**TASK REQUIREMENTS**. Present each line of the entries below that holds the word "figure".

※ ※ ※

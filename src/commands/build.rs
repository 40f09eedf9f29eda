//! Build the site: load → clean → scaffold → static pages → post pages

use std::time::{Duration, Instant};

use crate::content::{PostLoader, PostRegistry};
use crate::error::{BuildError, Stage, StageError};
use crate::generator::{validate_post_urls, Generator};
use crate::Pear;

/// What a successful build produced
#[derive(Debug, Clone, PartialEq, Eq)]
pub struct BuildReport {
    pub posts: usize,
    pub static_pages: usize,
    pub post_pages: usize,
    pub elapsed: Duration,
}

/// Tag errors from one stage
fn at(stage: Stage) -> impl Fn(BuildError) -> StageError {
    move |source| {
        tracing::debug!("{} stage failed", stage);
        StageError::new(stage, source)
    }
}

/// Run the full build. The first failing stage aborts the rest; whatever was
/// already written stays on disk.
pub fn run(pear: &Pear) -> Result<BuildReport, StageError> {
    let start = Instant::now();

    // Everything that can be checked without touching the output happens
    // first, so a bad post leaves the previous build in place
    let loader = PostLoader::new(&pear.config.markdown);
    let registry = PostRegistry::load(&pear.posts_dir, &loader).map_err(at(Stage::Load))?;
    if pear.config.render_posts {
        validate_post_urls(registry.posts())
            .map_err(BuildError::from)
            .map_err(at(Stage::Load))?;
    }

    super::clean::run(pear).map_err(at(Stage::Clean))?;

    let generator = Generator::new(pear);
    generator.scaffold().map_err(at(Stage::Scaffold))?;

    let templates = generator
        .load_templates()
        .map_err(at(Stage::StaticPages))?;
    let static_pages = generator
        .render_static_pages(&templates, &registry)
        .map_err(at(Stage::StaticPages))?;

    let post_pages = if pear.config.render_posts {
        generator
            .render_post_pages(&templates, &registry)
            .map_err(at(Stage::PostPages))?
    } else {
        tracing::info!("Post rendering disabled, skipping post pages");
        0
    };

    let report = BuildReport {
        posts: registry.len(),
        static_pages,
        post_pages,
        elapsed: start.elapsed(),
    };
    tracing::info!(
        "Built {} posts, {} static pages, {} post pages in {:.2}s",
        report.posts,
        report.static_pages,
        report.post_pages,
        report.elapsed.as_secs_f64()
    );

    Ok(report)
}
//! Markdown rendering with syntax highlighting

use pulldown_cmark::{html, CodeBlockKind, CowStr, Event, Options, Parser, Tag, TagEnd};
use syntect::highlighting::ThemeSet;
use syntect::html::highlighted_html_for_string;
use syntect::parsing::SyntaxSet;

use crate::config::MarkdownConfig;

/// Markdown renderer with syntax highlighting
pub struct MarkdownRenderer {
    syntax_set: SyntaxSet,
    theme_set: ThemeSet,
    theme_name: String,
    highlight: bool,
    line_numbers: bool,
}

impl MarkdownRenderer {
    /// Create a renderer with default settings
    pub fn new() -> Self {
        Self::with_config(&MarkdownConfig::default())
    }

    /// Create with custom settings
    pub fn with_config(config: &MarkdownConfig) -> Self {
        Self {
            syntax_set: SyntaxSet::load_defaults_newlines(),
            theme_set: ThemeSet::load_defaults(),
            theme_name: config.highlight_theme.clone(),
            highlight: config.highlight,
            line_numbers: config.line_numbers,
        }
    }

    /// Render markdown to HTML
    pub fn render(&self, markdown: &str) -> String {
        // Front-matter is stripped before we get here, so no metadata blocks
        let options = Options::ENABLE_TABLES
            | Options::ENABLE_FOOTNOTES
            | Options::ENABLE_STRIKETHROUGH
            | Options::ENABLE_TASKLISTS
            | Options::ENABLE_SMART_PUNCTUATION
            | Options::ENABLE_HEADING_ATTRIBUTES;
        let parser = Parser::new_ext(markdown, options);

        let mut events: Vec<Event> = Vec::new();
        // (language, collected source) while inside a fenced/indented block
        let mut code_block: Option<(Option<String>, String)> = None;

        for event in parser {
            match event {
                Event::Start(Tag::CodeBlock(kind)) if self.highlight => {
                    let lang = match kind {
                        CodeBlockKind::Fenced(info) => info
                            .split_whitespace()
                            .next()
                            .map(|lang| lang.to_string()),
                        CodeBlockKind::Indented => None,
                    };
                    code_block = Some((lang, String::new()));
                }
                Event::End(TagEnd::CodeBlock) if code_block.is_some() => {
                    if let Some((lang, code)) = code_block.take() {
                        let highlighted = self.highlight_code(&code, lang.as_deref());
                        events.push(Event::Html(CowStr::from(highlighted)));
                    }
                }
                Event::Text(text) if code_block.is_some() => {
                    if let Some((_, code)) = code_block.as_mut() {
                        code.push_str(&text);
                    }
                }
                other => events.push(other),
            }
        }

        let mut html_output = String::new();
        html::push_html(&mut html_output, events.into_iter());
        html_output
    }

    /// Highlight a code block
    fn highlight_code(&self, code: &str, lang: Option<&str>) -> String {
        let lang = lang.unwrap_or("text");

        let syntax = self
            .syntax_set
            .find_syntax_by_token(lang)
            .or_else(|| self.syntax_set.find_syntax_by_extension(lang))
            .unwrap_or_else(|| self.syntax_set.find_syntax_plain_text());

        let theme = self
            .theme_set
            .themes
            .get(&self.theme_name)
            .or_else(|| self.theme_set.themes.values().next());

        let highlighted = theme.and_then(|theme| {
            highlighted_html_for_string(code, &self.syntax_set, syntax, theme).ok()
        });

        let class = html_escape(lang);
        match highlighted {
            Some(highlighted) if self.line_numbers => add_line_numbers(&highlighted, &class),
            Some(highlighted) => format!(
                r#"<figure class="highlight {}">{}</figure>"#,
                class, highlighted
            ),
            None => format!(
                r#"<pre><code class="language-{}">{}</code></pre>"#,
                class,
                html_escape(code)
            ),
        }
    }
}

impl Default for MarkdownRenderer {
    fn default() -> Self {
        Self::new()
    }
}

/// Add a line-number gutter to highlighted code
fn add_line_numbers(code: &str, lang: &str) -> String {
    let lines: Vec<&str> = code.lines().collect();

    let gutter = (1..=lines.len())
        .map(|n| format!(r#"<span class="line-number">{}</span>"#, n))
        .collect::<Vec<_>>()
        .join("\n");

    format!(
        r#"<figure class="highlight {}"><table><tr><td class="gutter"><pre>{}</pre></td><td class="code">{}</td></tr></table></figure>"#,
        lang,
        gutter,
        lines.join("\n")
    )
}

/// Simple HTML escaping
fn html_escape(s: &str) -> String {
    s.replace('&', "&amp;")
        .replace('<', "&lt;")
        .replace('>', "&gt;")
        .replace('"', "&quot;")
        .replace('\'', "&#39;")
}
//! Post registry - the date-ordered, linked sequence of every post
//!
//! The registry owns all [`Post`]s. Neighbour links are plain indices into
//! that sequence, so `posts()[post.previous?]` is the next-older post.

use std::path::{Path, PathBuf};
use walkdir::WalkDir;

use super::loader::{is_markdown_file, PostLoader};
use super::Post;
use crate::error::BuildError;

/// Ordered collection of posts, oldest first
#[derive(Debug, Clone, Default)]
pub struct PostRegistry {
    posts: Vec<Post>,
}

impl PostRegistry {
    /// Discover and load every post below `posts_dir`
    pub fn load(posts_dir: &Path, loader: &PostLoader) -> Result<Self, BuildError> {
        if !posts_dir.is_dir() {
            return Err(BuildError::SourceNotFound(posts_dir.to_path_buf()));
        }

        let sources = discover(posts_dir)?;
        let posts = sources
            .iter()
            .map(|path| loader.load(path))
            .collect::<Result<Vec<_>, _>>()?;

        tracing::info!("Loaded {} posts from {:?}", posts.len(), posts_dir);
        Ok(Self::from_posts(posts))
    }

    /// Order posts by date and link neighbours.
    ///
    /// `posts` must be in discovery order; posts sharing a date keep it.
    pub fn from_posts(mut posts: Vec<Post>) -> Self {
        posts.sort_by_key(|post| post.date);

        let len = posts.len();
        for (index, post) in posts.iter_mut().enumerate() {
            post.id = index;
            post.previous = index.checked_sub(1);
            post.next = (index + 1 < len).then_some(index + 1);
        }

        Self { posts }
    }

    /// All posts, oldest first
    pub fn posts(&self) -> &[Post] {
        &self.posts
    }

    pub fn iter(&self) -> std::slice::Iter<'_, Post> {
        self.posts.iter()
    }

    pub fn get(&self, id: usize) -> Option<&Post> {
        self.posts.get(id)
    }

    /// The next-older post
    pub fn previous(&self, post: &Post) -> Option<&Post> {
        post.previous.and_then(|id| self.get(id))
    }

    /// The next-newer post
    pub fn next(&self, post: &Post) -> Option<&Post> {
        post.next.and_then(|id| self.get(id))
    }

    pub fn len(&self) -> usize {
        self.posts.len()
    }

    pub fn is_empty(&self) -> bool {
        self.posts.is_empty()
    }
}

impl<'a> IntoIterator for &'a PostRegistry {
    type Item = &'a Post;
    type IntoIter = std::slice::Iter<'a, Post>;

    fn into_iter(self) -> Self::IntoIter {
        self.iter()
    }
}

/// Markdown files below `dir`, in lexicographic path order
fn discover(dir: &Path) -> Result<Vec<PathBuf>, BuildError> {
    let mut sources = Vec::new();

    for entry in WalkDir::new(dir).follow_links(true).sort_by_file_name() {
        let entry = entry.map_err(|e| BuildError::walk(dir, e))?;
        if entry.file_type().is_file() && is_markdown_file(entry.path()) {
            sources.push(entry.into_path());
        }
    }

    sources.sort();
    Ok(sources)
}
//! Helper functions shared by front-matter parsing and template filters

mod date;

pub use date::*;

※ ※ ※

**EXERCISE SOLUTION**.
                r#"<figure class="highlight {}">{}</figure>"#,
        r#"<figure class="highlight {}"><table><tr><td class="gutter"><pre>{}</pre></td><td class="code">{}</td></tr></table></figure>"#,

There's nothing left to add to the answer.